The College's newly announced budget-reconciliation plan will cut jobs, dining services and offered courses, but the upcoming Winter Carnival's predetermined funds will not be affected, according to assistant director of the Collis Center and Student Activities Brian Dye.
"So far, it's going to be the same Winter Carnival as we've always had," Dye said.
The total cost of Winter Carnival is approximately $12,000, which does not come from the College's general budget but the Student Activities fee that undergraduates pay each term, according to Dye. The Programming Board, which receives a portion of that revenue, includes funding for Winter Carnival in its budget proposal. The Undergraduate Finance Committee approved Programming Board's budget last spring.
"The funding that we're operating with is what we've already received in the past," Dye said.
Winter Carnival has not come up specifically in conversations about budget cuts at the College, according to Dye.
"We have a lot of set costs," he said. "We already try to operate as efficiently as possible."
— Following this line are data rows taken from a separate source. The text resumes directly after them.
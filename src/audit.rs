use serde_json::Value;
use uuid::Uuid;

use crate::{db::DbPool, error::AppResult};

#[derive(Debug, Clone, Copy, PartialEq, Eq)]
pub enum AuditAction {
    CartUpdate,
    CartRemove,
    OrderCreated,
    OrderPaid,
    OrderPaymentFailed,
}

impl AuditAction {
    pub fn as_str(&self) -> &'static str {
        match self {
            AuditAction::CartUpdate => "cart_update",
            AuditAction::CartRemove => "cart_remove",
            AuditAction::OrderCreated => "order_created",
            AuditAction::OrderPaid => "order_paid",
            AuditAction::OrderPaymentFailed => "order_payment_failed",
        }
    }

    pub fn resource(&self) -> &'static str {
        match self {
            AuditAction::CartUpdate | AuditAction::CartRemove => "cart_items",
            AuditAction::OrderCreated
            | AuditAction::OrderPaid
            | AuditAction::OrderPaymentFailed => "orders",
        }
    }
}

pub async fn log_audit(
    pool: &DbPool,
    user_id: Option<Uuid>,
    action: AuditAction,
    metadata: Option<Value>,
) -> AppResult<()> {
    sqlx::query(
        r#"
        INSERT INTO audit_logs (id, user_id, action, resource, metadata)
        VALUES ($1, $2, $3, $4, $5)
        "#,
    )
    .bind(Uuid::new_v4())
    .bind(user_id)
    .bind(action.as_str())
    .bind(action.resource())
    .bind(metadata)
    .execute(pool)
    .await?;

    Ok(())
}

/// Best-effort audit write. Runs after the mutation has committed, so a
/// failure here is logged and never reported to the caller.
pub async fn record(pool: &DbPool, user_id: Option<Uuid>, action: AuditAction, metadata: Value) {
    if let Err(err) = log_audit(pool, user_id, action, Some(metadata)).await {
        tracing::warn!(error = %err, action = action.as_str(), "audit log failed");
    }
}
Dye said these expenses include posters and emergency personnel, which are unlikely to change. When selecting vendors, he added, the College chooses the most inexpensive options.
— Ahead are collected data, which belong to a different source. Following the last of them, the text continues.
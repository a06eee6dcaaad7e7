use serde::Serialize;
use utoipa::ToSchema;

#[derive(Debug, Serialize, ToSchema, Clone)]
pub struct Meta {
    pub total: Option<i64>,
}

impl Meta {
    pub fn with_total(total: usize) -> Self {
        Self {
            total: Some(total as i64),
        }
    }

    pub fn empty() -> Self {
        Self { total: None }
    }
}

#[derive(Debug, Serialize, ToSchema)]
pub struct ApiResponse<T> {
    pub message: String,
    pub data: Option<T>,
    pub meta: Option<Meta>,
}

impl<T: Serialize> ApiResponse<T> {
    pub fn success(message: impl Into<String>, data: T, meta: Option<Meta>) -> Self {
        Self {
            message: message.into(),
            data: Some(data),
            meta,
        }
    }
}
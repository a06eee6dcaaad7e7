use std::env;

use anyhow::Context;

#[derive(Debug, Clone)]
pub struct AppConfig {
    pub database_url: String,
    pub host: String,
    pub port: u16,
    pub jwt_secret: String,
    /// Shared secret the payment notifier sends in `x-webhook-secret`.
    /// When unset the webhook rejects every call.
    pub payment_webhook_secret: Option<String>,
    pub db_max_connections: u32,
    pub db_acquire_timeout_secs: u64,
    pub cors_origin: String,
}

impl AppConfig {
    pub fn from_env() -> anyhow::Result<Self> {
        let database_url = env::var("DATABASE_URL").context("DATABASE_URL is not set")?;
        let jwt_secret = env::var("JWT_SECRET").context("JWT_SECRET is not set")?;
        let host = env::var("APP_HOST").unwrap_or_else(|_| "127.0.0.1".to_string());
        let port = env::var("APP_PORT")
            .ok()
            .and_then(|p| p.parse::<u16>().ok())
            .unwrap_or(3000);
        let payment_webhook_secret = env::var("PAYMENT_WEBHOOK_SECRET")
            .ok()
            .filter(|s| !s.is_empty());
        let db_max_connections = env::var("DB_MAX_CONNECTIONS")
            .ok()
            .and_then(|v| v.parse::<u32>().ok())
            .unwrap_or(10);
        let db_acquire_timeout_secs = env::var("DB_ACQUIRE_TIMEOUT_SECS")
            .ok()
            .and_then(|v| v.parse::<u64>().ok())
            .unwrap_or(5);
        let cors_origin =
            env::var("CORS_ORIGIN").unwrap_or_else(|_| "http://localhost:5173".to_string());
        Ok(Self {
            port,
            database_url,
            host,
            jwt_secret,
            payment_webhook_secret,
            db_max_connections,
            db_acquire_timeout_secs,
            cors_origin,
        })
    }
}
use axum::{Json, extract::State};
use serde::Serialize;
use utoipa::ToSchema;

use crate::{
    error::AppResult,
    response::{ApiResponse, Meta},
    state::AppState,
};

#[derive(Serialize, ToSchema)]
pub struct HealthData {
    pub status: String,
    pub version: String,
}

#[utoipa::path(
    get,
    path = "/health",
    responses(
        (status = 200, description = "OK", body = ApiResponse<HealthData>),
    ),
    tag = "Health"
)]
pub async fn health_check() -> Json<ApiResponse<HealthData>> {
    let data = HealthData {
        status: "ok".to_string(),
        version: env!("CARGO_PKG_VERSION").to_string(),
    };

    Json(ApiResponse::success(
        "Health check",
        data,
        Some(Meta::empty()),
    ))
}

#[utoipa::path(
    get,
    path = "/health/ready",
    responses(
        (status = 200, description = "Database reachable", body = ApiResponse<HealthData>),
        (status = 503, description = "Database unreachable"),
    ),
    tag = "Health"
)]
pub async fn readiness(State(state): State<AppState>) -> AppResult<Json<ApiResponse<HealthData>>> {
    sqlx::query("SELECT 1").execute(&state.pool).await?;

    let data = HealthData {
        status: "ready".to_string(),
        version: env!("CARGO_PKG_VERSION").to_string(),
    };
    Ok(Json(ApiResponse::success(
        "Ready",
        data,
        Some(Meta::empty()),
    )))
}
The Winter Carnival weekend may prove to be a brief economic boon for local businesses, however, as alumni and visitors flood the town.
"Whenever there's a Dartmouth event we get some kind of a boost," Thomas Guerra, owner of the Dirt Cowboy Cafe, said. He estimated a sales increase of approximately 10 percent over the Carnival weekend.
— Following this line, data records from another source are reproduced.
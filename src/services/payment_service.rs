use chrono::Utc;
use sea_orm::entity::prelude::DateTimeWithTimeZone;
use sea_orm::sea_query::Expr;
use sea_orm::{ColumnTrait, Condition, EntityTrait, QueryFilter};
use uuid::Uuid;

use crate::{
    audit::{self, AuditAction},
    config::AppConfig,
    dto::payments::{ConfirmPaymentRequest, PaymentOutcome, PaymentWebhook, WebhookAck},
    entity::orders::{Column as OrderCol, Entity as Orders},
    error::{AppError, AppResult},
    middleware::auth::AuthUser,
    models::{Order, PaymentStatus},
    response::{ApiResponse, Meta},
    services::order_service::{find_visible_order, order_from_entity},
    state::AppState,
};

/// Move a pending order to `paid`. Replays get `AlreadyPaid` and change nothing.
pub async fn mark_paid(
    state: &AppState,
    order_id: Uuid,
    expected_user: Option<Uuid>,
) -> AppResult<Order> {
    settle(state, order_id, expected_user, PaymentStatus::Paid).await
}

/// Move a pending order to `failed`.
pub async fn mark_failed(
    state: &AppState,
    order_id: Uuid,
    expected_user: Option<Uuid>,
) -> AppResult<Order> {
    settle(state, order_id, expected_user, PaymentStatus::Failed).await
}

/// Compare-and-set on `payment_status = 'pending'`. The read that follows only
/// classifies the outcome, so two racing signals can never both apply.
async fn settle(
    state: &AppState,
    order_id: Uuid,
    expected_user: Option<Uuid>,
    next: PaymentStatus,
) -> AppResult<Order> {
    let now: DateTimeWithTimeZone = Utc::now().into();

    let mut condition = Condition::all()
        .add(OrderCol::Id.eq(order_id))
        .add(OrderCol::PaymentStatus.eq(PaymentStatus::Pending.as_str()));
    if let Some(user_id) = expected_user {
        condition = condition.add(OrderCol::UserId.eq(user_id));
    }

    let mut update = Orders::update_many()
        .col_expr(OrderCol::PaymentStatus, Expr::value(next.as_str()))
        .col_expr(OrderCol::UpdatedAt, Expr::value(now));
    if next == PaymentStatus::Paid {
        update = update.col_expr(OrderCol::PaidAt, Expr::value(Some(now)));
    }
    let result = update.filter(condition).exec(&state.orm).await?;

    let order = find_visible_order(&state.orm, order_id, expected_user)
        .await?
        .ok_or(AppError::NotFound)?;
    let order = order_from_entity(order)?;

    if result.rows_affected == 0 {
        tracing::info!(
            order_id = %order_id,
            current = %order.payment_status,
            requested = %next,
            "payment signal ignored, order already settled"
        );
        return Err(settled_error(order.payment_status, next));
    }

    tracing::info!(order_id = %order.id, status = %next, "payment status updated");
    let action = match next {
        PaymentStatus::Failed => AuditAction::OrderPaymentFailed,
        _ => AuditAction::OrderPaid,
    };
    audit::record(
        &state.pool,
        Some(order.user_id),
        action,
        serde_json::json!({ "order_id": order.id, "total_price": order.total_price }),
    )
    .await;

    Ok(order)
}

fn settled_error(current: PaymentStatus, requested: PaymentStatus) -> AppError {
    if current.can_transition_to(requested) {
        // the conditional update missed a row that could still move
        return AppError::Internal(anyhow::anyhow!(
            "order in status {current} was not moved to {requested}"
        ));
    }
    match current {
        PaymentStatus::Paid => AppError::AlreadyPaid,
        _ => AppError::PaymentClosed,
    }
}

/// Simplified confirmation by the order's owner.
pub async fn confirm_payment(
    state: &AppState,
    user: &AuthUser,
    payload: ConfirmPaymentRequest,
) -> AppResult<ApiResponse<Order>> {
    let order = mark_paid(state, payload.order_id, Some(user.user_id)).await?;
    Ok(ApiResponse::success(
        "Payment recorded",
        order,
        Some(Meta::empty()),
    ))
}

/// Apply a notifier signal. Replays for settled orders are acknowledged as
/// duplicates so the notifier stops retrying.
pub async fn handle_webhook(
    state: &AppState,
    provided_secret: Option<&str>,
    payload: PaymentWebhook,
) -> AppResult<ApiResponse<WebhookAck>> {
    verify_webhook_secret(&state.config, provided_secret)?;

    let outcome = match payload.outcome {
        PaymentOutcome::Confirm => mark_paid(state, payload.order_id, None).await,
        PaymentOutcome::Fail => mark_failed(state, payload.order_id, None).await,
    };

    let ack = match outcome {
        Ok(order) => WebhookAck {
            received: true,
            duplicate: false,
            payment_status: Some(order.payment_status),
        },
        Err(err) if err.is_settled_payment() => WebhookAck {
            received: true,
            duplicate: true,
            payment_status: Some(match err {
                AppError::AlreadyPaid => PaymentStatus::Paid,
                _ => PaymentStatus::Failed,
            }),
        },
        Err(err) => return Err(err),
    };

    Ok(ApiResponse::success("Received", ack, Some(Meta::empty())))
}

pub fn verify_webhook_secret(config: &AppConfig, provided: Option<&str>) -> AppResult<()> {
    let expected = config
        .payment_webhook_secret
        .as_deref()
        .ok_or_else(|| AppError::Unauthorized("Payment webhook is not configured".into()))?;

    match provided {
        Some(secret) if constant_time_eq(secret.as_bytes(), expected.as_bytes()) => Ok(()),
        _ => Err(AppError::Unauthorized("Invalid webhook secret".into())),
    }
}

fn constant_time_eq(a: &[u8], b: &[u8]) -> bool {
    if a.len() != b.len() {
        return false;
    }
    a.iter().zip(b).fold(0u8, |acc, (x, y)| acc | (x ^ y)) == 0
}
"It definitely helps the local economy," Guerra said.
The Dartmouth Co-op generally experiences a similar jump in sales as alumni and families stock up on Dartmouth gear and Winter Carnival posters, according to store manager Paul Bouchard.
As budget cuts are implemented, the possibility of a more thinly spread Student Activities fee remains. If the fee is seen as a funding alternative for other events and activities, Winter Carnival may feel effects in the future, Dye said,
"[The UFC] may or may not allocate the same amount for next year," Dye said. "What the next one looks like, who knows?"
Students across campus recognized Winter Carnival as an important event in a Student Assembly budget survey.
College traditions were consistently rated very highly in the overall results of the survey. Traditions are "extremely important and fundamental to students' experiences," according to the summary of the results.
Some demographics, however, were more likely to question the weekend's importance.
"I didn't put [Winter Carnival] as high considering the economic situation," Amaury Boscio '09 said, when asked what he took into account while filling out Student Assembly's January survey.
Boscio nonetheless said traditions such as Winter Carnival are "a big part of the Dartmouth experience here."
There was also a discrepancy between how high Native American and international students rated traditions compared to the rest of the community. On average, those students ranked traditions as less important than Dartmouth Dining Services and Career Services, according to the survey. In contrast, other demographics ranked traditions as more important to their Dartmouth experience than day-to-day College operations.
Still, many students feel that the Carnival's influence transcends other quantifiable measurement.
"It's not like a concrete thing that you can attach a number to," Yoko Matsumoto '09 said.